* _Data records_
BEGIN
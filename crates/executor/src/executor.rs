//! §4.6 `execute_approved`: runs the gates, transitions the request
//! exclusively into `executing`, spawns the command, and records the
//! outcome.

use std::{
    path::{Path, PathBuf},
    sync::{Arc, Mutex},
    time::Duration as StdDuration,
};

use chrono::Utc;
use slb_classifier::PatternEngine;
use slb_common::{EngineError, RequestId, SessionId};
use slb_config::SlbConfig;
use slb_store::{
    model::{Execution, RequestStatus},
    Repository,
};
use tokio::{
    io::{AsyncReadExt, AsyncWriteExt},
    process::Command,
};
use tokio_util::sync::CancellationToken;
use tracing::{info, warn};

use crate::{gates::check_gates, log_file::log_file_path, output::CappedBuffer};

/// Input to [`execute_approved`]; unset fields fall back to configuration
/// defaults.
pub struct ExecuteApproved {
    pub request_id: RequestId,
    pub session_id: SessionId,
    pub timeout: Option<StdDuration>,
    pub log_dir: Option<PathBuf>,
    pub suppress_output: bool,
    pub capture_rollback: bool,
    pub max_rollback_size_mb: Option<u64>,
    /// External cancellation handle for long-running executions. A caller
    /// that never cancels can leave this `None`; an unset token behaves as
    /// one that is never cancelled.
    pub cancellation: Option<CancellationToken>,
}

/// Outcome of a completed (or timed-out/cancelled) execution.
#[derive(Debug, Clone)]
pub struct ExecutionResult {
    pub exit_code: Option<i32>,
    pub timed_out: bool,
    pub cancelled: bool,
    pub output_tail: String,
    pub truncated: bool,
    pub log_path: PathBuf,
    pub duration_ms: i64,
    pub rollback_path: Option<String>,
}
END
* _What this task involves_
Beginning with the line that contains "pub struct ExecuteApproved", write out every line through the end of the entries above, exactly.

* _Answer space_
pub struct ExecuteApproved {
    pub request_id: RequestId,
    pub session_id: SessionId,
    pub timeout: Option<StdDuration>,
    pub log_dir: Option<PathBuf>,
    pub suppress_output: bool,
    pub capture_rollback: bool,
    pub max_rollback_size_mb: Option<u64>,
    /// External cancellation handle for long-running executions. A caller
    /// that never cancels can leave this `None`; an unset token behaves as
    /// one that is never cancelled.
    pub cancellation: Option<CancellationToken>,
}

/// Outcome of a completed (or timed-out/cancelled) execution.
#[derive(Debug, Clone)]
pub struct ExecutionResult {
    pub exit_code: Option<i32>,
    pub timed_out: bool,
    pub cancelled: bool,
    pub output_tail: String,
    pub truncated: bool,
    pub log_path: PathBuf,
    pub duration_ms: i64,
    pub rollback_path: Option<String>,
}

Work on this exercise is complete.